Extrait de Serge Guérin et Pierre-Henri Tavoillot, La guerre des générations aura-t-elle lieu ? Calmann-Lévy, 2017
Rêvons un peu ! Imaginons un Ministre de l’Education
Nationale nouvellement nommé, qui réunirait une conférence de presse solennelle
pour annoncer qu’il va mettre en place une méthode tout à fait
révolutionnaire pour transformer l’enseignement : « Durant les trois ans
qui viennent, dirait-il en substance, je promets de ne RIEN FAIRE. Aucune
réforme des programmes, aucune transformation des rythmes scolaires, aucune
re-re-re-fondation de l’Ecole ! Il s’agira juste de faire le point ;
d’évaluer les acquis ; de nettoyer le flot des circulaires ;
d’analyser sereinement les ressorts des réussites comme des échecs ; et surtout
de laisser respirer les acteurs en leur faisant pour une fois un peu confiance.

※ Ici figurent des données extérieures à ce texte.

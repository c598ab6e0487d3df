//! # Session Authenticator
//!
//! Wraps the [`HttpGateway`] with the 401 → refresh → retry cycle:
//!
//! 1. send the request;
//! 2. on 401 for a path that is not refresh-exempt and a request that was not
//!    already replayed, call the refresh endpoint once;
//! 3. if the refresh yields an access token, store it and replay the request
//!    once, marked as retried; whatever the replay returns is final (a second
//!    401 clears the session);
//! 4. if the refresh yields no usable token, clear the session and return the
//!    original error unchanged.
//!
//! Any other failure is returned as-is. Errors are always returned through the
//! `Result`, never raised past this boundary.
//!
//! ## Single-flight refresh
//!
//! Refresh calls are serialized behind an async mutex, and every finished
//! attempt bumps a generation counter. A request remembers the generation it was
//! sent under. If the counter moved while it waited for the mutex, it reuses the
//! finished attempt: it replays when the store holds a token, and fails without
//! hitting the refresh endpoint again when it does not. Concurrent 401s
//! therefore cost one refresh call in total, with or without a token in the
//! session when they were sent.
//!
//! ## Usage
//!
//! ```rust,no_run
//! use std::sync::Arc;
//! use storefront::client::{ApiRequest, Config, MemoryStorage, SessionAuthenticator, TokenStore};
//!
//! # async fn example() -> Result<(), Box<dyn std::error::Error>> {
//! let store = TokenStore::new(Arc::new(MemoryStorage::new()));
//! let auth = SessionAuthenticator::builder(Config::new(), store)
//!     .on_session_cleared(|| println!("signed out"))
//!     .build()?;
//!
//! let response = auth.execute(ApiRequest::get("/seller/business/domain")).await?;
//! println!("{}", response.body);
//! # Ok(())
//! # }
//! ```

use crate::client::config::Config;
use crate::client::error::{ApiError, ApiResult};
use crate::client::gateway::{ApiRequest, ApiResponse, HttpGateway};
use crate::client::routes::{RouteClassifier, REFRESH_PATH};
use crate::client::session::{SessionUpdate, UserSnapshot};
use crate::client::token_store::TokenStore;
use crate::shared::types::RefreshResponse;
use reqwest::cookie::Jar;
use serde::de::DeserializeOwned;
use std::fmt;
use std::sync::atomic::{AtomicU64, Ordering};
use std::sync::Arc;
use tokio::sync::Mutex;
use tracing::Instrument;
use uuid::Uuid;

/// Callback fired whenever the authenticator (or an explicit logout) clears the session
pub type SessionClearedHook = Arc<dyn Fn() + Send + Sync>;

/// Where a single call is in the refresh cycle
#[derive(Debug, Clone, Copy, PartialEq, Eq)]
pub enum AuthPhase {
    Idle,
    AwaitingResponse,
    Refreshing,
    Retrying,
    Failed,
}

impl AuthPhase {
    pub fn can_transition_to(self, next: AuthPhase) -> bool {
        use AuthPhase::*;
        matches!(
            (self, next),
            (Idle, AwaitingResponse)
                | (AwaitingResponse, Idle)
                | (AwaitingResponse, Refreshing)
                | (AwaitingResponse, Failed)
                | (Refreshing, Retrying)
                | (Refreshing, Failed)
                | (Retrying, Idle)
                | (Retrying, Failed)
                | (Failed, Idle)
        )
    }

    pub fn is_terminal(self) -> bool {
        matches!(self, AuthPhase::Idle | AuthPhase::Failed)
    }
}

impl fmt::Display for AuthPhase {
    fn fmt(&self, f: &mut fmt::Formatter<'_>) -> fmt::Result {
        match self {
            AuthPhase::Idle => write!(f, "IDLE"),
            AuthPhase::AwaitingResponse => write!(f, "AWAITING_RESPONSE"),
            AuthPhase::Refreshing => write!(f, "REFRESHING"),
            AuthPhase::Retrying => write!(f, "RETRYING"),
            AuthPhase::Failed => write!(f, "FAILED"),
        }
    }
}

/// Phase of one `execute` call
struct PhaseTracker {
    phase: AuthPhase,
}

impl PhaseTracker {
    fn new() -> Self {
        Self { phase: AuthPhase::Idle }
    }

    fn enter(&mut self, next: AuthPhase) {
        debug_assert!(
            self.phase.can_transition_to(next),
            "illegal transition {} -> {}",
            self.phase,
            next
        );
        tracing::trace!(from = %self.phase, to = %next, "Auth phase transition");
        self.phase = next;
    }
}

/// Result of asking for a fresh access token
#[derive(Debug, Clone, Copy, PartialEq, Eq)]
pub enum RefreshOutcome {
    /// This call hit the refresh endpoint and got a token
    Refreshed,
    /// Another call refreshed while this one waited
    Coalesced,
    /// No usable token; the session has been cleared
    Rejected,
}

impl RefreshOutcome {
    pub fn has_token(self) -> bool {
        matches!(self, RefreshOutcome::Refreshed | RefreshOutcome::Coalesced)
    }
}

struct Inner {
    gateway: HttpGateway,
    store: TokenStore,
    routes: RouteClassifier,
    refresh_path: String,
    refresh_lock: Mutex<()>,
    /// Finished refresh attempts, successful or not
    refresh_generation: AtomicU64,
    on_session_cleared: Option<SessionClearedHook>,
}

/// Gateway wrapper that refreshes the session on 401
#[derive(Clone)]
pub struct SessionAuthenticator {
    inner: Arc<Inner>,
}

impl fmt::Debug for SessionAuthenticator {
    fn fmt(&self, f: &mut fmt::Formatter<'_>) -> fmt::Result {
        f.debug_struct("SessionAuthenticator")
            .field("gateway", &self.inner.gateway)
            .field("refresh_path", &self.inner.refresh_path)
            .finish_non_exhaustive()
    }
}

impl SessionAuthenticator {
    pub fn builder(config: Config, store: TokenStore) -> SessionAuthenticatorBuilder {
        SessionAuthenticatorBuilder {
            config,
            store,
            routes: RouteClassifier::default(),
            refresh_path: REFRESH_PATH.to_string(),
            cookies: None,
            on_session_cleared: None,
        }
    }

    pub fn store(&self) -> &TokenStore {
        &self.inner.store
    }

    pub fn gateway(&self) -> &HttpGateway {
        &self.inner.gateway
    }

    pub fn routes(&self) -> &RouteClassifier {
        &self.inner.routes
    }

    /// Send `request`, refreshing the session at most once if it comes back 401
    pub async fn execute(&self, request: ApiRequest) -> ApiResult<ApiResponse> {
        let span = tracing::debug_span!(
            "api_call",
            call_id = %Uuid::new_v4(),
            method = %request.method(),
            path = %request.path(),
        );
        self.run(request).instrument(span).await
    }

    /// GET `path` and decode the body
    pub async fn get_json<T: DeserializeOwned>(&self, path: &str) -> Result<T, crate::client::ClientError> {
        let response = self.execute(ApiRequest::get(path)).await?;
        Ok(response.json()?)
    }

    /// Send `request` and decode the body
    pub async fn send_json<T: DeserializeOwned>(&self, request: ApiRequest) -> Result<T, crate::client::ClientError> {
        let response = self.execute(request).await?;
        Ok(response.json()?)
    }

    /// Ask for a new access token outside of a failed request
    pub async fn refresh_session(&self) -> RefreshOutcome {
        let seen = self.generation();
        self.refresh_after(seen).await
    }

    fn generation(&self) -> u64 {
        self.inner.refresh_generation.load(Ordering::Acquire)
    }

    /// Clear the session and notify the hook
    pub async fn clear_session(&self) {
        self.inner.store.clear().await;
        if let Some(hook) = &self.inner.on_session_cleared {
            hook();
        }
    }

    async fn run(&self, request: ApiRequest) -> ApiResult<ApiResponse> {
        let mut tracker = PhaseTracker::new();
        tracker.enter(AuthPhase::AwaitingResponse);

        let seen = self.generation();
        let sent_with = self.inner.store.access_token().await;
        let error = match self.inner.gateway.send_as(&request, sent_with.as_deref()).await {
            Ok(response) => {
                tracker.enter(AuthPhase::Idle);
                return Ok(response);
            }
            Err(error) => error,
        };

        if !error.is_unauthorized() {
            report_failure(&error);
            tracker.enter(AuthPhase::Idle);
            return Err(error);
        }

        if request.is_retry() {
            tracing::info!("Replayed request was rejected again, clearing session");
            tracker.enter(AuthPhase::Failed);
            self.clear_session().await;
            return Err(error);
        }

        if self.inner.routes.is_refresh_exempt(request.path()) {
            tracing::debug!("401 on refresh-exempt path, not refreshing");
            tracker.enter(AuthPhase::Idle);
            return Err(error);
        }

        tracker.enter(AuthPhase::Refreshing);
        let outcome = self.refresh_after(seen).await;
        if !outcome.has_token() {
            tracker.enter(AuthPhase::Failed);
            return Err(error);
        }

        tracker.enter(AuthPhase::Retrying);
        let retry = request.mark_retried();
        let token = self.inner.store.access_token().await;
        match self.inner.gateway.send_as(&retry, token.as_deref()).await {
            Ok(response) => {
                tracker.enter(AuthPhase::Idle);
                Ok(response)
            }
            Err(retry_error) if retry_error.is_unauthorized() => {
                tracing::info!("Request still unauthorized after refresh, clearing session");
                tracker.enter(AuthPhase::Failed);
                self.clear_session().await;
                Err(retry_error)
            }
            Err(retry_error) => {
                report_failure(&retry_error);
                tracker.enter(AuthPhase::Idle);
                Err(retry_error)
            }
        }
    }

    /// Refresh unless an attempt finished after generation `seen` was read
    async fn refresh_after(&self, seen: u64) -> RefreshOutcome {
        let _guard = self.inner.refresh_lock.lock().await;

        let current = self.inner.store.access_token().await;
        if self.generation() != seen {
            return match current {
                Some(_) => {
                    tracing::debug!("Session was refreshed by a concurrent call");
                    RefreshOutcome::Coalesced
                }
                None => {
                    tracing::debug!("Session was cleared by a concurrent call");
                    RefreshOutcome::Rejected
                }
            };
        }

        let outcome = self.attempt_refresh(current.as_deref()).await;
        self.inner.refresh_generation.fetch_add(1, Ordering::AcqRel);
        outcome
    }

    /// Call the refresh endpoint and apply its answer to the store
    async fn attempt_refresh(&self, current: Option<&str>) -> RefreshOutcome {
        let request = ApiRequest::post(self.inner.refresh_path.clone());
        let response = self.inner.gateway.send_as(&request, current).await;

        let refreshed = match response {
            Ok(response) => match response.json::<RefreshResponse>() {
                Ok(refreshed) => Some(refreshed),
                Err(e) => {
                    tracing::warn!("Unreadable refresh response: {}", e);
                    None
                }
            },
            Err(e) => {
                tracing::info!("Session refresh failed: {}", e);
                None
            }
        };

        match refreshed.as_ref().and_then(|r| r.usable_token().map(|token| (r, token))) {
            Some((refreshed, token)) => {
                let previous = self.inner.store.user().await;
                let user = UserSnapshot::from_refresh(refreshed, previous.as_ref());
                self.inner
                    .store
                    .set(
                        SessionUpdate::new()
                            .access_token(token)
                            .refresh_token(refreshed.refresh_token.clone())
                            .user(user),
                    )
                    .await;
                tracing::info!("Session refreshed");
                RefreshOutcome::Refreshed
            }
            None => {
                tracing::info!("Refresh returned no usable token, clearing session");
                self.clear_session().await;
                RefreshOutcome::Rejected
            }
        }
    }
}

fn report_failure(error: &ApiError) {
    if error.is_server_error() {
        tracing::error!("Server error: {}", error);
    } else {
        tracing::debug!("Request failed: {}", error);
    }
}

/// Builder for [`SessionAuthenticator`]
pub struct SessionAuthenticatorBuilder {
    config: Config,
    store: TokenStore,
    routes: RouteClassifier,
    refresh_path: String,
    cookies: Option<Arc<Jar>>,
    on_session_cleared: Option<SessionClearedHook>,
}

impl SessionAuthenticatorBuilder {
    pub fn routes(mut self, routes: RouteClassifier) -> Self {
        self.routes = routes;
        self
    }

    pub fn refresh_path(mut self, path: impl Into<String>) -> Self {
        self.refresh_path = path.into();
        self
    }

    /// Share a cookie jar with other clients
    pub fn cookie_jar(mut self, cookies: Arc<Jar>) -> Self {
        self.cookies = Some(cookies);
        self
    }

    pub fn on_session_cleared<F>(mut self, hook: F) -> Self
    where
        F: Fn() + Send + Sync + 'static,
    {
        self.on_session_cleared = Some(Arc::new(hook));
        self
    }

    /// Fails only when the underlying HTTP client cannot be built
    pub fn build(self) -> ApiResult<SessionAuthenticator> {
        let routes = self.routes.with_refresh_exempt([self.refresh_path.clone()]);
        let gateway = match self.cookies {
            Some(cookies) => HttpGateway::with_cookie_jar(self.config, self.store.clone(), routes.clone(), cookies)?,
            None => HttpGateway::new(self.config, self.store.clone(), routes.clone())?,
        };

        Ok(SessionAuthenticator {
            inner: Arc::new(Inner {
                gateway,
                store: self.store,
                routes,
                refresh_path: self.refresh_path,
                refresh_lock: Mutex::new(()),
                refresh_generation: AtomicU64::new(0),
                on_session_cleared: self.on_session_cleared,
            }),
        })
    }
}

Voilà mon programme : je sais qu’il est très ambitieux ! Mais, après
tout, beaucoup de mes prédécesseurs, n’ont rien transformé en annonçant une
foultitude de réformes ; peut-être puis-je espérer améliorer les choses en
n’en prévoyant aucune ».
L’Ecole a besoin de concentration : cela vaut
pour les élèves comme pour l’Institution. Or les uns comme l’autre sont soumis
à un zapping continuel d’injonctions contradictoires qui troublent son
attention. Dès qu’un problème sociétal devient à la mode : machisme, obésité,
intégrisme, sécurité, environnement, omégas 3, huile de palme, UV, … il
faut d’urgence l’intégrer aux programmes. Protégeons nos enfants et l’Ecole
contre ces « perturbateurs endoctrinants » et laissons-lui calmement faire
son travail, qui n’est pas de « changer les mentalités », mais de donner les
outils de comprendre un monde de plus en plus complexe. A quoi bon la lutte
contre l’obésité quand 20% de la population est en grande difficulté en
lecture, écriture et arithmétique ?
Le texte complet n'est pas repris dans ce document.